Recorded data:
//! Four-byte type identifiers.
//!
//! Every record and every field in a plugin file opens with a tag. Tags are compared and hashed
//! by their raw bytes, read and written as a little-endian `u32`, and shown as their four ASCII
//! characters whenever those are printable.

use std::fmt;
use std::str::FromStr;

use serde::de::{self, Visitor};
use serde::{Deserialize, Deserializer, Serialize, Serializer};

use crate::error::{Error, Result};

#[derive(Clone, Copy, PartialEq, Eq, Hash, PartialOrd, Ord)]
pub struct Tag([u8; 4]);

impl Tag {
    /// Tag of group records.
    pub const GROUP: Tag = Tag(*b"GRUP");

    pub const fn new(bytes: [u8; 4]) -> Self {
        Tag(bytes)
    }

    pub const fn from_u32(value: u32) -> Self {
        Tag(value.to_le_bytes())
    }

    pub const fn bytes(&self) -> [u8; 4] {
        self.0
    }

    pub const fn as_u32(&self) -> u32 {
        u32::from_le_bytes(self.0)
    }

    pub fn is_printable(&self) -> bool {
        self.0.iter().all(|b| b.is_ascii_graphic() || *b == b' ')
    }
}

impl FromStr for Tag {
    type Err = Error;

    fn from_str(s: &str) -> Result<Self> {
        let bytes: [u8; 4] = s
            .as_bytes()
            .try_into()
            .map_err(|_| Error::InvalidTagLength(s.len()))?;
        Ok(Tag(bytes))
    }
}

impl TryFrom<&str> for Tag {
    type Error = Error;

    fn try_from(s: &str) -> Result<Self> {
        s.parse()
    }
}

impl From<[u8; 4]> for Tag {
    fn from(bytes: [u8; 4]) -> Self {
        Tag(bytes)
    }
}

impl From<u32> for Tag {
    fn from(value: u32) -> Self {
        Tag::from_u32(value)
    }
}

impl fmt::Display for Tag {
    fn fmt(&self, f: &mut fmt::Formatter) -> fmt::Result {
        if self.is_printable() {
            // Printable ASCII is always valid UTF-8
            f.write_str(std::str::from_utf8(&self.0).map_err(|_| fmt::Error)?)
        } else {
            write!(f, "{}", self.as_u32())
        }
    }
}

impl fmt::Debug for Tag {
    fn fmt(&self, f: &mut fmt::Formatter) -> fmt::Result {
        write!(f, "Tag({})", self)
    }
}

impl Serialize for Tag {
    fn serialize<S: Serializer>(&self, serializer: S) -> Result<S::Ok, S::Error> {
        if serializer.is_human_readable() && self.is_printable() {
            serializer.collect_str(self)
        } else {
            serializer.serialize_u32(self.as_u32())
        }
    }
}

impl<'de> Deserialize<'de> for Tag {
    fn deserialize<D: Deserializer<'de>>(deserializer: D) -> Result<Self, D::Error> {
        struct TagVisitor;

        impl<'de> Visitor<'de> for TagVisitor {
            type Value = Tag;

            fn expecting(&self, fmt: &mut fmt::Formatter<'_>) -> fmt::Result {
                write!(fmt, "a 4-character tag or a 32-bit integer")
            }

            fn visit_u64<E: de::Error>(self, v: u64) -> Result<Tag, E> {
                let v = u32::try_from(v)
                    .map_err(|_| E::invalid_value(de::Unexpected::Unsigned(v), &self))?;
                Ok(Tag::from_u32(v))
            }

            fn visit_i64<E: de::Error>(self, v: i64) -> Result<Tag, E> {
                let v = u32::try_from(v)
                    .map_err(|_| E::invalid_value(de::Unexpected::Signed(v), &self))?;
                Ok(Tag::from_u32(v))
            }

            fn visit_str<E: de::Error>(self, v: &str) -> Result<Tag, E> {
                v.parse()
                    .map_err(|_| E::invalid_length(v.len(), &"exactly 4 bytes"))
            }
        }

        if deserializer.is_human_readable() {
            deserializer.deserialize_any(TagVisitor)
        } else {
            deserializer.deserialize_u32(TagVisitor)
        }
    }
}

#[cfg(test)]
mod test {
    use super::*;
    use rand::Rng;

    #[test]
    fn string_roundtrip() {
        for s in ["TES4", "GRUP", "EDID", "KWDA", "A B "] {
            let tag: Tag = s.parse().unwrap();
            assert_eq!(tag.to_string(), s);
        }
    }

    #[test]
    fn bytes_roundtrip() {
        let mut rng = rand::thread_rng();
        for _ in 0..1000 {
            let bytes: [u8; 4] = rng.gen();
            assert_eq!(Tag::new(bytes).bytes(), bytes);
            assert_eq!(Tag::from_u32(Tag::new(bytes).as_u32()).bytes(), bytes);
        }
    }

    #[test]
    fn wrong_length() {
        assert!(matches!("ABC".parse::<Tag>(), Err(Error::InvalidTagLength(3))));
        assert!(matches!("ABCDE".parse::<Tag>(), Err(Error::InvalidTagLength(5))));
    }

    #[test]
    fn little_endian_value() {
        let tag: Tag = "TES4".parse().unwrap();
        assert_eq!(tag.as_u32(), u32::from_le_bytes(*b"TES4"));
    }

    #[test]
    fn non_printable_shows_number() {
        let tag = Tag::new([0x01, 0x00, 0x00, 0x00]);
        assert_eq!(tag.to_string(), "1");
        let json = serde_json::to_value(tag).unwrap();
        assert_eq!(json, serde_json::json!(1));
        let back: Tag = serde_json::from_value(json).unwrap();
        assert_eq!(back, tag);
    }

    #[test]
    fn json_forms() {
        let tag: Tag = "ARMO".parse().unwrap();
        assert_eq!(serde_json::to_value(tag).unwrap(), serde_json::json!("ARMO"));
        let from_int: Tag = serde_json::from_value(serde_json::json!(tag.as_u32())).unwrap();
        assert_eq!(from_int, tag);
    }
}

> **WHAT YOU NEED TO DO**
Nothing in the entries should be left out; please reproduce them all exactly.

> **YOUR RESPONSE**
//! Four-byte type identifiers.
//!
//! Every record and every field in a plugin file opens with a tag. Tags are compared and hashed
//! by their raw bytes, read and written as a little-endian `u32`, and shown as their four ASCII
//! characters whenever those are printable.

use std::fmt;
use std::str::FromStr;

use serde::de::{self, Visitor};
use serde::{Deserialize, Deserializer, Serialize, Serializer};

use crate::error::{Error, Result};

#[derive(Clone, Copy, PartialEq, Eq, Hash, PartialOrd, Ord)]
pub struct Tag([u8; 4]);

impl Tag {
    /// Tag of group records.
    pub const GROUP: Tag = Tag(*b"GRUP");

    pub const fn new(bytes: [u8; 4]) -> Self {
        Tag(bytes)
    }

    pub const fn from_u32(value: u32) -> Self {
        Tag(value.to_le_bytes())
    }

    pub const fn bytes(&self) -> [u8; 4] {
        self.0
    }

    pub const fn as_u32(&self) -> u32 {
        u32::from_le_bytes(self.0)
    }

    pub fn is_printable(&self) -> bool {
        self.0.iter().all(|b| b.is_ascii_graphic() || *b == b' ')
    }
}

impl FromStr for Tag {
    type Err = Error;

    fn from_str(s: &str) -> Result<Self> {
        let bytes: [u8; 4] = s
            .as_bytes()
            .try_into()
            .map_err(|_| Error::InvalidTagLength(s.len()))?;
        Ok(Tag(bytes))
    }
}

impl TryFrom<&str> for Tag {
    type Error = Error;

    fn try_from(s: &str) -> Result<Self> {
        s.parse()
    }
}

impl From<[u8; 4]> for Tag {
    fn from(bytes: [u8; 4]) -> Self {
        Tag(bytes)
    }
}

impl From<u32> for Tag {
    fn from(value: u32) -> Self {
        Tag::from_u32(value)
    }
}

impl fmt::Display for Tag {
    fn fmt(&self, f: &mut fmt::Formatter) -> fmt::Result {
        if self.is_printable() {
            // Printable ASCII is always valid UTF-8
            f.write_str(std::str::from_utf8(&self.0).map_err(|_| fmt::Error)?)
        } else {
            write!(f, "{}", self.as_u32())
        }
    }
}

impl fmt::Debug for Tag {
    fn fmt(&self, f: &mut fmt::Formatter) -> fmt::Result {
        write!(f, "Tag({})", self)
    }
}

impl Serialize for Tag {
    fn serialize<S: Serializer>(&self, serializer: S) -> Result<S::Ok, S::Error> {
        if serializer.is_human_readable() && self.is_printable() {
            serializer.collect_str(self)
        } else {
            serializer.serialize_u32(self.as_u32())
        }
    }
}

impl<'de> Deserialize<'de> for Tag {
    fn deserialize<D: Deserializer<'de>>(deserializer: D) -> Result<Self, D::Error> {
        struct TagVisitor;

        impl<'de> Visitor<'de> for TagVisitor {
            type Value = Tag;

            fn expecting(&self, fmt: &mut fmt::Formatter<'_>) -> fmt::Result {
                write!(fmt, "a 4-character tag or a 32-bit integer")
            }

            fn visit_u64<E: de::Error>(self, v: u64) -> Result<Tag, E> {
                let v = u32::try_from(v)
                    .map_err(|_| E::invalid_value(de::Unexpected::Unsigned(v), &self))?;
                Ok(Tag::from_u32(v))
            }

            fn visit_i64<E: de::Error>(self, v: i64) -> Result<Tag, E> {
                let v = u32::try_from(v)
                    .map_err(|_| E::invalid_value(de::Unexpected::Signed(v), &self))?;
                Ok(Tag::from_u32(v))
            }

            fn visit_str<E: de::Error>(self, v: &str) -> Result<Tag, E> {
                v.parse()
                    .map_err(|_| E::invalid_length(v.len(), &"exactly 4 bytes"))
            }
        }

        if deserializer.is_human_readable() {
            deserializer.deserialize_any(TagVisitor)
        } else {
            deserializer.deserialize_u32(TagVisitor)
        }
    }
}

#[cfg(test)]
mod test {
    use super::*;
    use rand::Rng;

    #[test]
    fn string_roundtrip() {
        for s in ["TES4", "GRUP", "EDID", "KWDA", "A B "] {
            let tag: Tag = s.parse().unwrap();
            assert_eq!(tag.to_string(), s);
        }
    }

    #[test]
    fn bytes_roundtrip() {
        let mut rng = rand::thread_rng();
        for _ in 0..1000 {
            let bytes: [u8; 4] = rng.gen();
            assert_eq!(Tag::new(bytes).bytes(), bytes);
            assert_eq!(Tag::from_u32(Tag::new(bytes).as_u32()).bytes(), bytes);
        }
    }

    #[test]
    fn wrong_length() {
        assert!(matches!("ABC".parse::<Tag>(), Err(Error::InvalidTagLength(3))));
        assert!(matches!("ABCDE".parse::<Tag>(), Err(Error::InvalidTagLength(5))));
    }

    #[test]
    fn little_endian_value() {
        let tag: Tag = "TES4".parse().unwrap();
        assert_eq!(tag.as_u32(), u32::from_le_bytes(*b"TES4"));
    }

    #[test]
    fn non_printable_shows_number() {
        let tag = Tag::new([0x01, 0x00, 0x00, 0x00]);
        assert_eq!(tag.to_string(), "1");
        let json = serde_json::to_value(tag).unwrap();
        assert_eq!(json, serde_json::json!(1));
        let back: Tag = serde_json::from_value(json).unwrap();
        assert_eq!(back, tag);
    }

    #[test]
    fn json_forms() {
        let tag: Tag = "ARMO".parse().unwrap();
        assert_eq!(serde_json::to_value(tag).unwrap(), serde_json::json!("ARMO"));
        let from_int: Tag = serde_json::from_value(serde_json::json!(tag.as_u32())).unwrap();
        assert_eq!(from_int, tag);
    }
}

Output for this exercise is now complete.